I then run this by creating a Makefile containing

call_your_mum:
	python3 emacs/call_your_mum.py -d 365 -o ~/Dropbox/org/people.org

Finally, the People section gets added to my custom agenda:

(tags-todo "+SCHEDULED=\"<today>\""
    ((org-agenda-files (quote ("~/Dropbox/org/people.org")))
     (org-agenda-overriding-header "People\n")
     (org-agenda-prefix-format "  ")))

(Old) solution using just Python #

This was my solution at the beginning of my time living overseas, when I still had to work on maintaining those connections. It tends to come a lot more naturally these days so I don’t have the program running anymore. I rented a DigitalOcean server for $10 a month. This is a computer that sits in a server farm somewhere in the U.S., a low-spec, not particularly powerful computer, with access to the internet. I can log into this computer remotely and do whatever I want on it. So I wrote a program, a little Python script which runs every minute, with a configuration file called person.json with a list of all the people I want to stay in touch with, their time zones, and how frequently I want a reminder to get in touch with them.

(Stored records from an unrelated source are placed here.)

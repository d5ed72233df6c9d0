use std::env;
use std::process::Command;

fn main() {
    // Add build metadata
    let git_hash = get_git_hash();
    let build_date = chrono::Utc::now().format("%Y-%m-%d %H:%M:%S UTC");

    println!("cargo:rustc-env=GIT_HASH={git_hash}");
    println!("cargo:rustc-env=BUILD_DATE={build_date}");
    println!(
        "cargo:rustc-env=BUILD_TARGET={}",
        env::var("TARGET").unwrap_or_default()
    );

    // Rerun if git state changes
    println!("cargo:rerun-if-changed=.git/HEAD");
    println!("cargo:rerun-if-changed=.git/refs/");

    // Set version information
    let version = env::var("CARGO_PKG_VERSION").unwrap();
    println!("cargo:rustc-env=GITHERD_VERSION={version}");
}

fn get_git_hash() -> String {
    if let Ok(output) = Command::new("git")
        .args(["rev-parse", "--short", "HEAD"])
        .output()
    {
        if output.status.success() {
            return String::from_utf8_lossy(&output.stdout).trim().to_string();
        }
    }
    "unknown".to_string()
}
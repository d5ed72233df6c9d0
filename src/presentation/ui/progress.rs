use colored::Colorize;
use indicatif::{MultiProgress, ProgressBar, ProgressStyle};
use std::collections::HashMap;
use std::sync::Mutex;
use std::time::Duration;

use crate::application::context::ProgressReporter;
use crate::domain::entities::operation_result::{OperationResult, Outcome};
use crate::presentation::ui::display::format_duration;

/// Live progress display: one overall bar plus a spinner per in-flight
/// repository. Terminal rendering is serialized internally, so events may
/// arrive from concurrent tasks.
pub struct IndicatifReporter {
    multi: MultiProgress,
    overall: ProgressBar,
    spinners: Mutex<HashMap<String, ProgressBar>>,
}

impl IndicatifReporter {
    /// Create a reporter for a batch of `total` repositories.
    pub fn new(operation: &str, total: usize) -> Self {
        let multi = MultiProgress::new();
        let overall = multi.add(ProgressBar::new(total as u64));
        overall.set_style(
            ProgressStyle::default_bar()
                .template("{spinner:.green} [{elapsed_precise}] [{wide_bar:.cyan/blue}] {pos:>2}/{len:2} {msg}")
                .expect("overall bar template is valid")
                .progress_chars("#>-"),
        );
        overall.set_message(format!("git {}", operation));

        Self {
            multi,
            overall,
            spinners: Mutex::new(HashMap::new()),
        }
    }

    /// Finish the overall bar and clear leftover spinners.
    pub fn finish(&self) {
        let mut spinners = self.spinners.lock().expect("spinner map lock");
        for (_, spinner) in spinners.drain() {
            spinner.finish_and_clear();
        }
        self.overall.finish_and_clear();
    }

    fn outcome_line(result: &OperationResult) -> String {
        let elapsed = format_duration(Duration::from_millis(result.duration_ms));
        match result.outcome {
            Outcome::Succeeded => format!(
                "{} {} ({})",
                "✓".green().bold(),
                result.repository.bold(),
                elapsed
            ),
            Outcome::Failed => {
                let reason = result.error_excerpt().unwrap_or_else(|| "unknown error".to_string());
                format!(
                    "{} {}: {}",
                    "✗".red().bold(),
                    result.repository.bold(),
                    reason.red()
                )
            }
            Outcome::Skipped => {
                let reason = result.error_excerpt().unwrap_or_else(|| "skipped".to_string());
                format!(
                    "{} {}: {}",
                    "-".yellow().bold(),
                    result.repository.bold(),
                    reason.yellow()
                )
            }
            Outcome::Interrupted => format!(
                "{} {}: {}",
                "!".yellow().bold(),
                result.repository.bold(),
                "interrupted".yellow()
            ),
        }
    }
}

impl ProgressReporter for IndicatifReporter {
    fn repository_started(&self, repository: &str) {
        let spinner = self.multi.add(ProgressBar::new_spinner());
        spinner.set_style(
            ProgressStyle::default_spinner()
                .tick_strings(&["⠁", "⠂", "⠄", "⡀", "⢀", "⠠", "⠐", "⠈"])
                .template("{spinner:.green} {msg}")
                .expect("spinner template is valid"),
        );
        spinner.set_message(format!("Processing {}...", repository));
        spinner.enable_steady_tick(Duration::from_millis(120));

        self.spinners
            .lock()
            .expect("spinner map lock")
            .insert(repository.to_string(), spinner);
    }

    fn repository_finished(&self, result: &OperationResult) {
        if let Some(spinner) = self
            .spinners
            .lock()
            .expect("spinner map lock")
            .remove(&result.repository)
        {
            spinner.finish_and_clear();
        }

        self.overall.println(Self::outcome_line(result));
        self.overall.inc(1);
    }
}

/// Line-per-event reporter for non-interactive output.
#[derive(Debug, Clone, Copy, Default)]
pub struct PlainReporter;

impl ProgressReporter for PlainReporter {
    fn repository_started(&self, repository: &str) {
        println!("[RUN ] {}", repository);
    }

    fn repository_finished(&self, result: &OperationResult) {
        let elapsed = format_duration(Duration::from_millis(result.duration_ms));
        match result.outcome {
            Outcome::Succeeded => println!("[ OK ] {} ({})", result.repository, elapsed),
            Outcome::Failed => println!(
                "[FAIL] {}: {}",
                result.repository,
                result.error_excerpt().unwrap_or_else(|| "unknown error".to_string())
            ),
            Outcome::Skipped => println!(
                "[SKIP] {}: {}",
                result.repository,
                result.error_excerpt().unwrap_or_else(|| "skipped".to_string())
            ),
            Outcome::Interrupted => println!("[INT ] {}", result.repository),
        }
    }
}

#[cfg(test)]
mod tests {
    use super::*;

    #[test]
    fn test_outcome_lines_carry_reason() {
        colored::control::set_override(false);

        let success = OperationResult::new("alpha", "pull").with_success(
            0,
            String::new(),
            String::new(),
            1500,
        );
        let line = IndicatifReporter::outcome_line(&success);
        assert!(line.contains("alpha"));
        assert!(line.contains("1.5s"));

        let failure = OperationResult::new("beta", "pull").with_failure(
            Some(1),
            "fatal: repository not found".to_string(),
            100,
        );
        let line = IndicatifReporter::outcome_line(&failure);
        assert!(line.contains("beta"));
        assert!(line.contains("repository not found"));

        colored::control::unset_override();
    }

    #[test]
    fn test_reporter_lifecycle_does_not_panic() {
        let reporter = IndicatifReporter::new("status", 1);
        reporter.repository_started("alpha");
        let result = OperationResult::new("alpha", "status").with_success(
            0,
            String::new(),
            String::new(),
            10,
        );
        reporter.repository_finished(&result);
        reporter.finish();
    }
}
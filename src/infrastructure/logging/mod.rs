pub mod result_log;

pub use result_log::ResultLogger;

people_list = load_people('people.json')
current_time = datetime.datetime.utcnow()
hour = current_time.hour
hour_local = hour + local_time
if hour_local >= min_contact_hour
and hour_local <= max_contact_hour:
	for person in people_list:
		X = np.random.uniform(0, 100 / person.freq())
		if X <= 1:
			person._is_contacted = True
	for person in people_list:
		if person._is_contacted == True
		and (current_time - person.last_contact()).days > 0:
			person_hour_local = (hour + person.timezone()) % 24
			if person_hour_local >= min_contact_hour
			and person_hour_local <= max_contact_hour:
				send_message(current_time, person)
				person._last_contact = current_time
		elif person.is_birthday()
		and (current_time - person.last_contact()).days > 0:
			send_message(current_time, person, True)
			person._last_contact = current_time
save_people(people_list, 'people.json')

Every minute, this script runs, generates some random numbers, and sends me an email if it thinks I should get in touch with someone. The nice thing about the random numbers (generated above by the line np.random.uniform which is telling Python to generate a random number from an interval whose length varies depending on how frequently I want to contact the person) is that the messages are generated at different times, so I’m not always saying “hi” to the same person at the same time every week.

This script didn’t do the hard work. The hard work is keeping everyone in your mind, thinking about them, keeping the relationships alive. But it definitely helped me to form the habit, and reminded me when I was busy to take a couple of minutes out of the day to call my mum.